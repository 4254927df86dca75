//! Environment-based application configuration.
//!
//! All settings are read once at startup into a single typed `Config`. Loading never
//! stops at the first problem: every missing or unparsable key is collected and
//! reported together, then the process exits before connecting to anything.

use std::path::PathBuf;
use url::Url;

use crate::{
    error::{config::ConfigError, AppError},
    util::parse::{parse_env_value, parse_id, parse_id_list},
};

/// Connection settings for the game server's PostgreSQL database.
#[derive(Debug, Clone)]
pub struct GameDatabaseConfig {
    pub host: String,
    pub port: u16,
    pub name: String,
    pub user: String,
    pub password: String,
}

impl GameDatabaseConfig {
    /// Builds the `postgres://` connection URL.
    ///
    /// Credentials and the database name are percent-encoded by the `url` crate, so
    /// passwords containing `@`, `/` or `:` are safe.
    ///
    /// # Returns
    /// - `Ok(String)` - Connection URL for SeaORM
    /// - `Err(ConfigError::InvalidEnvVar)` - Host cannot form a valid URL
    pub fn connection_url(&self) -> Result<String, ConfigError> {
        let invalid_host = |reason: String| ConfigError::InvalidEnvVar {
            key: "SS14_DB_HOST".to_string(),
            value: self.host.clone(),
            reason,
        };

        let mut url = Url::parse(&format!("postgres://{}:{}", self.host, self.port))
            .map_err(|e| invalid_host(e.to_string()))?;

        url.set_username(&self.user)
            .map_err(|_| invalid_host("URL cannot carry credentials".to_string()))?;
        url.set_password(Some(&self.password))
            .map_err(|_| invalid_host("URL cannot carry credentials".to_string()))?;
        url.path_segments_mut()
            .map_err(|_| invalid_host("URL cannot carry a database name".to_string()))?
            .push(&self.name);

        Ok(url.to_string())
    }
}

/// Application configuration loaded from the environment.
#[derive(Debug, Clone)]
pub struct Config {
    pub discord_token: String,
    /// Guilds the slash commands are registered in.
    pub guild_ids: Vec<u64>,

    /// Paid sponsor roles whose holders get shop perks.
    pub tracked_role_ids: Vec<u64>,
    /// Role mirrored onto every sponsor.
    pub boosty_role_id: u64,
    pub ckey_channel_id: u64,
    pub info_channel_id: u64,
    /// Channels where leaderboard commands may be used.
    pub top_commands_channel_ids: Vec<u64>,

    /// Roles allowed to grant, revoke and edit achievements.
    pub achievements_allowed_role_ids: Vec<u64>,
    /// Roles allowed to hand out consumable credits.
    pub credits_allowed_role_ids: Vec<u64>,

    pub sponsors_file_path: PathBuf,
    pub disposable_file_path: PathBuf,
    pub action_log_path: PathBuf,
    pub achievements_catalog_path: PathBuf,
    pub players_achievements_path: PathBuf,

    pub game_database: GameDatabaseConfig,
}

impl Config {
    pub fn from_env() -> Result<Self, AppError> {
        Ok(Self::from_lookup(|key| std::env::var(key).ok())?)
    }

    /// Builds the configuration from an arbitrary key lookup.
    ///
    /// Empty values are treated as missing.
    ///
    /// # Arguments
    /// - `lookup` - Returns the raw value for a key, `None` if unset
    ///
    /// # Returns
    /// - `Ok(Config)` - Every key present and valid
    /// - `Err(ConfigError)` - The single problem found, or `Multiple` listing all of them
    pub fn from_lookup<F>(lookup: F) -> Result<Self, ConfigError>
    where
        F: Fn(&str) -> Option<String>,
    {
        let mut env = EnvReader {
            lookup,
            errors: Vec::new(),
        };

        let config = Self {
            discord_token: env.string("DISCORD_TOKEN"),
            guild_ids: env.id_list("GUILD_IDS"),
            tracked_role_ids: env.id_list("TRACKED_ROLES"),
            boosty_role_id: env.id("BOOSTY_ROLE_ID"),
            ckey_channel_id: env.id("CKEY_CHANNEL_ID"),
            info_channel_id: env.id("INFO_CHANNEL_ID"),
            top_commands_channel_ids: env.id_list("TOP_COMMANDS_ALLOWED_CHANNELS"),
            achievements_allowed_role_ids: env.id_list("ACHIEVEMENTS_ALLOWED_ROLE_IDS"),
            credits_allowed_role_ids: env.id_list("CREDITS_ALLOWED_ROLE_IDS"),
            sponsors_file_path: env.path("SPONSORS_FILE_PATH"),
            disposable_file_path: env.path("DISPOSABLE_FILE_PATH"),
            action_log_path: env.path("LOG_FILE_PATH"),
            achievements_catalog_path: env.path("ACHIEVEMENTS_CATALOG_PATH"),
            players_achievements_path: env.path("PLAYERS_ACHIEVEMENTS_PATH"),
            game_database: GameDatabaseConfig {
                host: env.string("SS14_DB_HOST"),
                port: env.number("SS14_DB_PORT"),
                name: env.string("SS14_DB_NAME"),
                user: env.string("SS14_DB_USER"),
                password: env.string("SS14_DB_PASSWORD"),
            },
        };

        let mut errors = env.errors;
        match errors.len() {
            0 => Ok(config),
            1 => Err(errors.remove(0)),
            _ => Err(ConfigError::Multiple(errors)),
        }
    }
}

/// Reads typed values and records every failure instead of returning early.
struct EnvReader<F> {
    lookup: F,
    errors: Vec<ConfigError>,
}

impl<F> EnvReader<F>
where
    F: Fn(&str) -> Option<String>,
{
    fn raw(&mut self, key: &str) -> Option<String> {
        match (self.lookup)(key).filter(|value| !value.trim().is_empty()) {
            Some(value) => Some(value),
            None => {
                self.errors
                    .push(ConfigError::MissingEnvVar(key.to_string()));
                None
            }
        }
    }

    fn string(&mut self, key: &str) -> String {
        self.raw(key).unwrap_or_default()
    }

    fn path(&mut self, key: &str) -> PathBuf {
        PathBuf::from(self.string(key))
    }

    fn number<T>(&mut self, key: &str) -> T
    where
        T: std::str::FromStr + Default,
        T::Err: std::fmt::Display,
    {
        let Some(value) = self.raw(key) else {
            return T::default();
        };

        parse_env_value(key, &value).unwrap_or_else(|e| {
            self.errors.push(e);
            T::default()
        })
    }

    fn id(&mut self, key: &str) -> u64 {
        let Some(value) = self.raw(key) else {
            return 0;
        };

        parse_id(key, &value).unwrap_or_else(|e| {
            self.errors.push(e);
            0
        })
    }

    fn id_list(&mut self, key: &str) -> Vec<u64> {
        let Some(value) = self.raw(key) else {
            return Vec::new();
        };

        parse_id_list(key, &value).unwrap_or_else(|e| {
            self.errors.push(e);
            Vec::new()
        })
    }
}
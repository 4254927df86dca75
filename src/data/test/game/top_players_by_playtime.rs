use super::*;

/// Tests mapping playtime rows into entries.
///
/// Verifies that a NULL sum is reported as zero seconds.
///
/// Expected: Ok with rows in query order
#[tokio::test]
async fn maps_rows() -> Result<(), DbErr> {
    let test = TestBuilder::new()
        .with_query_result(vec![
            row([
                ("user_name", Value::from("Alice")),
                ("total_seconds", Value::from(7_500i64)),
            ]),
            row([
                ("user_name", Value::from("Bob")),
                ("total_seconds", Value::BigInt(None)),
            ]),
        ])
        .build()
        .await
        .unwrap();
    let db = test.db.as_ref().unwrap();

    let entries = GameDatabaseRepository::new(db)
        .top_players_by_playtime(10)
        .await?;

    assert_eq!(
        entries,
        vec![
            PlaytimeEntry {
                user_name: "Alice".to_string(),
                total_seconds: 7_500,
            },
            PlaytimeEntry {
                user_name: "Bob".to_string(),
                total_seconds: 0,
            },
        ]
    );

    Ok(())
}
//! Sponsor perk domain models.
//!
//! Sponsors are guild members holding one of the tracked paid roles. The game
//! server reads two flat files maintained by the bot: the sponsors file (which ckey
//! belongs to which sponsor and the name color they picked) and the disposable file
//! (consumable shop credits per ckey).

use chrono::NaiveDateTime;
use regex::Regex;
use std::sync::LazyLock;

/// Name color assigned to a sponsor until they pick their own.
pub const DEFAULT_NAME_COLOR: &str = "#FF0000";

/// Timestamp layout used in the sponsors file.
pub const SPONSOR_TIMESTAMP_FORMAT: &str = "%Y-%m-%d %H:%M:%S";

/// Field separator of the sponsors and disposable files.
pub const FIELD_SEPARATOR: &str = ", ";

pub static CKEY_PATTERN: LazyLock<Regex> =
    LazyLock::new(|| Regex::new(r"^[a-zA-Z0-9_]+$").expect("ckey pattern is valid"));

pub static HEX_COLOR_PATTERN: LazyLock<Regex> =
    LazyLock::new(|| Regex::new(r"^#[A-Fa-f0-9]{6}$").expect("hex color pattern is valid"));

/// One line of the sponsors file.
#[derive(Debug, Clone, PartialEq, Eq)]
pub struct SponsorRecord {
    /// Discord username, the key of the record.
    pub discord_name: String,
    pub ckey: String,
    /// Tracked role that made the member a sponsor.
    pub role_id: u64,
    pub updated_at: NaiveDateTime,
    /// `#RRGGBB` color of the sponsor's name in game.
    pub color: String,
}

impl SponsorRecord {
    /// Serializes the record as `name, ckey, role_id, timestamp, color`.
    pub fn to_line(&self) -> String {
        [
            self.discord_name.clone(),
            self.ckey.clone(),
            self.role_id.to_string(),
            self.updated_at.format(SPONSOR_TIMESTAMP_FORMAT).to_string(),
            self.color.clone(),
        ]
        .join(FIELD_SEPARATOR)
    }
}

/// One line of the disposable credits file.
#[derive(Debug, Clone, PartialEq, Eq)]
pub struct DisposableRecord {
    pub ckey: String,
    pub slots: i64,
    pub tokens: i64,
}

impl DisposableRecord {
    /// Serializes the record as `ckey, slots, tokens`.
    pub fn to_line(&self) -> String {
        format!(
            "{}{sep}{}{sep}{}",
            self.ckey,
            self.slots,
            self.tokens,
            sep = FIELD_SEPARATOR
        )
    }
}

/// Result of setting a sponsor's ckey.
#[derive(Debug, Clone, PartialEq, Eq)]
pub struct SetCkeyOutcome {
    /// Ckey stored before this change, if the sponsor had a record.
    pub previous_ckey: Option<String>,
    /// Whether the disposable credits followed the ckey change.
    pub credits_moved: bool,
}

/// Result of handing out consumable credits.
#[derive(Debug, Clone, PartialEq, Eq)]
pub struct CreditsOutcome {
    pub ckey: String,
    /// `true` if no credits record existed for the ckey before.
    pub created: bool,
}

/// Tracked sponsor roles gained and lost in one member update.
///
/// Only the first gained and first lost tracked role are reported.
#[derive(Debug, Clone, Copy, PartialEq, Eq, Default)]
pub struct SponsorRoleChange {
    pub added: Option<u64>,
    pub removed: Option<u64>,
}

┄┄┄┄┄┄

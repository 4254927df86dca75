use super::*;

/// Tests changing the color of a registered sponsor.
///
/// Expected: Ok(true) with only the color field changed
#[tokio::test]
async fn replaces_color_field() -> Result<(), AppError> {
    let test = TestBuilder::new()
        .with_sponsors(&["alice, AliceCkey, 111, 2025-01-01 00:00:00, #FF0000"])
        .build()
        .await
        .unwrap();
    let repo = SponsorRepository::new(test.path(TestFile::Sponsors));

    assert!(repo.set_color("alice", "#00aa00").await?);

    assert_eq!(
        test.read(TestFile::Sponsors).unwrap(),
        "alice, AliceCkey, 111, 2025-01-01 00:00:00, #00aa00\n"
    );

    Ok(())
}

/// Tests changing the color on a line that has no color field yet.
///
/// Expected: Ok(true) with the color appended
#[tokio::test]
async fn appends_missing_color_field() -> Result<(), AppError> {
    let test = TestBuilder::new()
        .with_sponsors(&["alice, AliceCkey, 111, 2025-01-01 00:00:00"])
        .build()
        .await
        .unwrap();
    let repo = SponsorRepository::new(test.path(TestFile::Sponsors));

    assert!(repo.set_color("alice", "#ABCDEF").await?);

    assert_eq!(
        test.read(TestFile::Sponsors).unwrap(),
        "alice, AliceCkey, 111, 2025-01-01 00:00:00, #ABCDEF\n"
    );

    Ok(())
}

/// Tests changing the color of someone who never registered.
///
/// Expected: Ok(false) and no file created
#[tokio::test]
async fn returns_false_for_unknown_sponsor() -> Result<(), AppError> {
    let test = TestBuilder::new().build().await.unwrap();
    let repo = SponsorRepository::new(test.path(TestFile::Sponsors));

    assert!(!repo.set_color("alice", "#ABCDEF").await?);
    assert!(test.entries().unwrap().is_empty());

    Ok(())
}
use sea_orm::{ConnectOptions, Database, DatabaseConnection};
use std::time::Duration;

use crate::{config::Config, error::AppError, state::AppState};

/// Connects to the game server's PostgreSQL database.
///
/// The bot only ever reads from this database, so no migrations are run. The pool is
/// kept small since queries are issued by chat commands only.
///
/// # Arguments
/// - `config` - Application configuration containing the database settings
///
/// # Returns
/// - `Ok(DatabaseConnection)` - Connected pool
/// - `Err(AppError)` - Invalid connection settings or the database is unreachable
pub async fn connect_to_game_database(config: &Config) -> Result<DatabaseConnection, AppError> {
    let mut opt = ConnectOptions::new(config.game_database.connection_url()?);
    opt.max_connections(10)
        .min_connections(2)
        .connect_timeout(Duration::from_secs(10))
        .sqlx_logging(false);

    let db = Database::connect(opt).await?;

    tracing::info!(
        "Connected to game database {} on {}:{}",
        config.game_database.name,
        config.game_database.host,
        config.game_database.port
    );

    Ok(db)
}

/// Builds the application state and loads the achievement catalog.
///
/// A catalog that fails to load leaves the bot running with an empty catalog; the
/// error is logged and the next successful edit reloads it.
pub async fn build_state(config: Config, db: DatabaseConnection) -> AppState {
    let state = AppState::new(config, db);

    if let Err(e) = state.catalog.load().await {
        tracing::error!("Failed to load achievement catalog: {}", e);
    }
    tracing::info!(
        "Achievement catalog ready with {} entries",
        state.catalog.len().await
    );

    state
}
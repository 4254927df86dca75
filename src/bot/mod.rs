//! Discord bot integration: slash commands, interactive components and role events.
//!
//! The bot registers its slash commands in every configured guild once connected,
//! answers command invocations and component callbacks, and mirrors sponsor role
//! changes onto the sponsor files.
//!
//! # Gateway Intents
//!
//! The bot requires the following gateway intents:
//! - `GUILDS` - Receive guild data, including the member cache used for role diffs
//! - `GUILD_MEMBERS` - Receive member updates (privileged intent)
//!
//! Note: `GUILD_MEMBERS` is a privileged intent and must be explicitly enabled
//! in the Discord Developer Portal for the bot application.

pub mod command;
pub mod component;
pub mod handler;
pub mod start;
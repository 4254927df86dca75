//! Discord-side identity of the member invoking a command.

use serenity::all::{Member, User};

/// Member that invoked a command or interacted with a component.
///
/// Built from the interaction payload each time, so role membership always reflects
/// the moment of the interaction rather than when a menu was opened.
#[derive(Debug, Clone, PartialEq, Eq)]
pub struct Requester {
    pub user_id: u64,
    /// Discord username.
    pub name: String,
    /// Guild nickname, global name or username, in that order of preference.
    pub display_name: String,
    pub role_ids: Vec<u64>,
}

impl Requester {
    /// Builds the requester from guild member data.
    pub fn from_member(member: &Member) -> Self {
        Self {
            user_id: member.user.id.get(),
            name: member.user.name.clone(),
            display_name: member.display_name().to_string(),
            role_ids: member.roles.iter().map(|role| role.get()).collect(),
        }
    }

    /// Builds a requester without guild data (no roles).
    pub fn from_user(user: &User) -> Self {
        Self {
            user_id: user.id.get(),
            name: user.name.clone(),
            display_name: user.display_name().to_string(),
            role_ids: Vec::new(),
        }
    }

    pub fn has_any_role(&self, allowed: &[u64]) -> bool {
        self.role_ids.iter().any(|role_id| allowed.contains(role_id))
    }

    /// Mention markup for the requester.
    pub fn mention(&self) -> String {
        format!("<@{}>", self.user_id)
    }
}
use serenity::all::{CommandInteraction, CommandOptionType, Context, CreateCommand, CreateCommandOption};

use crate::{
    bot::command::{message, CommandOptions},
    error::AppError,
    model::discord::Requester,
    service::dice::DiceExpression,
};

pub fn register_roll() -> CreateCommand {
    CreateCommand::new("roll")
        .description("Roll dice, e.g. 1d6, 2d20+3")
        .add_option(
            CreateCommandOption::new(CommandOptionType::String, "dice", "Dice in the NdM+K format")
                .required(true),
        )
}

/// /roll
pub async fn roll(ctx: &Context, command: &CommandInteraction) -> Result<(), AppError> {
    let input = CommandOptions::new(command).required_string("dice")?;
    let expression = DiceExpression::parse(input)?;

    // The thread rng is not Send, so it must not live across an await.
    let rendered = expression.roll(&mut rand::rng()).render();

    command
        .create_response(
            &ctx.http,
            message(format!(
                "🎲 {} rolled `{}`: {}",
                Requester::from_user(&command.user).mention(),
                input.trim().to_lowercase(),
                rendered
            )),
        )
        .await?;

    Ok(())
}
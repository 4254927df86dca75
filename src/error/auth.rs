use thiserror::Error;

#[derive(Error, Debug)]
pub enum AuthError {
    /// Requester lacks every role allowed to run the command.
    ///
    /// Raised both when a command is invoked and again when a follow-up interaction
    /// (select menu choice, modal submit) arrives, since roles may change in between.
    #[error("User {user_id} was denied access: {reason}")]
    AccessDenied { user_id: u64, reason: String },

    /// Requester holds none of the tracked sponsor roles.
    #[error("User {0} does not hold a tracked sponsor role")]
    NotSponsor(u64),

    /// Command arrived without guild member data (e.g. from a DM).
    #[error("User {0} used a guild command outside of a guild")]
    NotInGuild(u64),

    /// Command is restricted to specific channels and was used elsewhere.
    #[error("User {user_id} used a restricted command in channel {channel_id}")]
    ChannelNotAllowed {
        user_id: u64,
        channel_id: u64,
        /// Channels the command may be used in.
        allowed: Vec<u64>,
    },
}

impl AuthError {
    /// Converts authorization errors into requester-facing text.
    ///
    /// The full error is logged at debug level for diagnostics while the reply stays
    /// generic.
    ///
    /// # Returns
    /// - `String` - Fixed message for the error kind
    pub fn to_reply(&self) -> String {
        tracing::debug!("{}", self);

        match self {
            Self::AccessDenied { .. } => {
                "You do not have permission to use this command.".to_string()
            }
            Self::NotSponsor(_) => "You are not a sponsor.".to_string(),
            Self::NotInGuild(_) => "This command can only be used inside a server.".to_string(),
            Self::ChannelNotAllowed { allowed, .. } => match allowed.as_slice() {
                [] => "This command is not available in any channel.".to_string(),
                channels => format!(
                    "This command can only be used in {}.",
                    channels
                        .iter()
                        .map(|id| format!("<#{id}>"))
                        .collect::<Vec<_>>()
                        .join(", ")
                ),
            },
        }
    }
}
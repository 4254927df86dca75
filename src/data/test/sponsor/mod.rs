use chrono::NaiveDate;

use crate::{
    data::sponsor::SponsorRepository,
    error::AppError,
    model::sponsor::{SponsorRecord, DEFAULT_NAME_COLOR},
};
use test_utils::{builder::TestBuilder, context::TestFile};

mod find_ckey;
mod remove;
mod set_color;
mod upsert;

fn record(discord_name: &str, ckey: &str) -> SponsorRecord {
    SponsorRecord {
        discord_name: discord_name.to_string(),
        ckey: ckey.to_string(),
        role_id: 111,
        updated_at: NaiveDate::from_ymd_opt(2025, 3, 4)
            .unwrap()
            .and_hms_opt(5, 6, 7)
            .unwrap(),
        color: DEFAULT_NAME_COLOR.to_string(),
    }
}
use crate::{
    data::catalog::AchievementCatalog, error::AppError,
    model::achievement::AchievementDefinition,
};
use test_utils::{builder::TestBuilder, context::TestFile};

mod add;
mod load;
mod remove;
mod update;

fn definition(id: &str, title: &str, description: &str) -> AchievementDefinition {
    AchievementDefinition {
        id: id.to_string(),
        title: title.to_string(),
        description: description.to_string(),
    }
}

┄┄┄┄┄┄

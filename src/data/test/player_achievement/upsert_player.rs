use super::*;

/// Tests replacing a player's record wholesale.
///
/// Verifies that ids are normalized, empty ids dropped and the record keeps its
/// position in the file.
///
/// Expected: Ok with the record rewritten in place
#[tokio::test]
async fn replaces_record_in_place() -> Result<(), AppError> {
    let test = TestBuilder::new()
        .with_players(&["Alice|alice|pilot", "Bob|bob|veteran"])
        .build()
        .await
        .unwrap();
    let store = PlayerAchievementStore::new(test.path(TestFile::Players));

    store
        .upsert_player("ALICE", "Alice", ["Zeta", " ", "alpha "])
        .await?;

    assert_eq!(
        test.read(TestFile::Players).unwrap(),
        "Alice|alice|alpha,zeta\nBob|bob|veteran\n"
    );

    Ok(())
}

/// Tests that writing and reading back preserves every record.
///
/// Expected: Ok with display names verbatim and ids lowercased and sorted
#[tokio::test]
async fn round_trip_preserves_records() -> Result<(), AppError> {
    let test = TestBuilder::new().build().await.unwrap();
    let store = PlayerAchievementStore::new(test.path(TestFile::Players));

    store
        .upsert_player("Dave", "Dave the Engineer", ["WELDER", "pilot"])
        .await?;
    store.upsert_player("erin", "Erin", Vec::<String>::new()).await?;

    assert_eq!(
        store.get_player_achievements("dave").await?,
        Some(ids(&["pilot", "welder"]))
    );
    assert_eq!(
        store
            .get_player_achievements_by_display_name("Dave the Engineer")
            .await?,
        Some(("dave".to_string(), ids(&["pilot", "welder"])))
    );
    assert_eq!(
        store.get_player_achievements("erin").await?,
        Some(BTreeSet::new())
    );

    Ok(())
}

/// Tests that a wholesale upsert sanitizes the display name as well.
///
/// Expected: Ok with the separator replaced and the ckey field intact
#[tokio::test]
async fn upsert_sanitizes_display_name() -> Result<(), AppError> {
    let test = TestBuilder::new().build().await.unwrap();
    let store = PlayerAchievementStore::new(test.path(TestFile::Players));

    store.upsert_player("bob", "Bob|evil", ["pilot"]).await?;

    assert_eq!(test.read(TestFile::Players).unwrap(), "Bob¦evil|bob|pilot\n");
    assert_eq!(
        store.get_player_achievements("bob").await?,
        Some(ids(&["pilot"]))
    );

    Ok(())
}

┄┄┄┄┄┄

# YOUR TASK
Pull out all lines from the entries above that include the word "DisposableRecord".

# RESPONSE
pub struct DisposableRecord {
impl DisposableRecord {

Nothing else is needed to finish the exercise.